### Data for review ###

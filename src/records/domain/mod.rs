//! Domain model for organization-scoped records.
//!
//! These aggregates are authored by administrative tooling outside the core;
//! the workflow reads them and mutates only the narrow fields it owns
//! (campaign pause state, organization sandbox flag, connector bookkeeping).

mod campaign;
mod connector;
mod error;
mod ids;
mod organization;
mod product;

pub use campaign::{Campaign, CampaignStatus};
pub use connector::{ChannelType, Connector, ConnectorRateLimits};
pub use error::{ParseCampaignStatusError, ParseChannelTypeError, RecordDomainError};
pub use ids::{CampaignId, ConnectorId, OrganizationId, ProductId};
pub use organization::Organization;
pub use product::Product;
//! In-memory record store for workflow and engine tests.

use async_trait::async_trait;
use std::collections::HashMap;
use std::sync::{Arc, RwLock};

use crate::records::{
    domain::{
        Campaign, CampaignId, Connector, ConnectorId, Organization, OrganizationId, Product,
        ProductId,
    },
    ports::{RecordStore, RecordStoreError, RecordStoreResult},
};

/// Thread-safe in-memory record store.
#[derive(Debug, Clone, Default)]
pub struct InMemoryRecordStore {
    state: Arc<RwLock<InMemoryRecordState>>,
}

#[derive(Debug, Default)]
struct InMemoryRecordState {
    organizations: HashMap<OrganizationId, Organization>,
    campaigns: HashMap<CampaignId, Campaign>,
    products: HashMap<ProductId, Product>,
    connectors: HashMap<ConnectorId, Connector>,
}

impl InMemoryRecordStore {
    /// Creates an empty in-memory store.
    #[must_use]
    pub fn new() -> Self {
        Self::default()
    }

    /// Seeds an organization.
    pub fn insert_organization(&self, organization: Organization) {
        if let Ok(mut state) = self.state.write() {
            state
                .organizations
                .insert(organization.id(), organization);
        }
    }

    /// Seeds a campaign.
    pub fn insert_campaign(&self, campaign: Campaign) {
        if let Ok(mut state) = self.state.write() {
            state.campaigns.insert(campaign.id(), campaign);
        }
    }

    /// Seeds a product.
    pub fn insert_product(&self, product: Product) {
        if let Ok(mut state) = self.state.write() {
            state.products.insert(product.id(), product);
        }
    }

    /// Seeds a connector.
    pub fn insert_connector(&self, connector: Connector) {
        if let Ok(mut state) = self.state.write() {
            state.connectors.insert(connector.id(), connector);
        }
    }
}

fn lock_error(err: impl std::fmt::Display) -> RecordStoreError {
    RecordStoreError::persistence(std::io::Error::other(err.to_string()))
}

#[async_trait]
impl RecordStore for InMemoryRecordStore {
    async fn find_organization(
        &self,
        id: OrganizationId,
    ) -> RecordStoreResult<Option<Organization>> {
        let state = self.state.read().map_err(lock_error)?;
        Ok(state.organizations.get(&id).cloned())
    }

    async fn update_organization(&self, organization: &Organization) -> RecordStoreResult<()> {
        let mut state = self.state.write().map_err(lock_error)?;
        if !state.organizations.contains_key(&organization.id()) {
            return Err(RecordStoreError::OrganizationNotFound(organization.id()));
        }
        state
            .organizations
            .insert(organization.id(), organization.clone());
        Ok(())
    }

    async fn find_campaign(&self, id: CampaignId) -> RecordStoreResult<Option<Campaign>> {
        let state = self.state.read().map_err(lock_error)?;
        Ok(state.campaigns.get(&id).cloned())
    }

    async fn list_campaigns_by_organization(
        &self,
        organization_id: OrganizationId,
    ) -> RecordStoreResult<Vec<Campaign>> {
        let state = self.state.read().map_err(lock_error)?;
        Ok(state
            .campaigns
            .values()
            .filter(|campaign| campaign.organization_id() == organization_id)
            .cloned()
            .collect())
    }

    async fn update_campaign(&self, campaign: &Campaign) -> RecordStoreResult<()> {
        let mut state = self.state.write().map_err(lock_error)?;
        if !state.campaigns.contains_key(&campaign.id()) {
            return Err(RecordStoreError::CampaignNotFound(campaign.id()));
        }
        state.campaigns.insert(campaign.id(), campaign.clone());
        Ok(())
    }

    async fn find_product(&self, id: ProductId) -> RecordStoreResult<Option<Product>> {
        let state = self.state.read().map_err(lock_error)?;
        Ok(state.products.get(&id).cloned())
    }

    async fn find_connector(&self, id: ConnectorId) -> RecordStoreResult<Option<Connector>> {
        let state = self.state.read().map_err(lock_error)?;
        Ok(state.connectors.get(&id).cloned())
    }

    async fn update_connector(&self, connector: &Connector) -> RecordStoreResult<()> {
        let mut state = self.state.write().map_err(lock_error)?;
        if !state.connectors.contains_key(&connector.id()) {
            return Err(RecordStoreError::ConnectorNotFound(connector.id()));
        }
        state.connectors.insert(connector.id(), connector.clone());
        Ok(())
    }
}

###

Work required
The answer should be one number, the count of lines in the data that include the string "connectors".

Answer section
5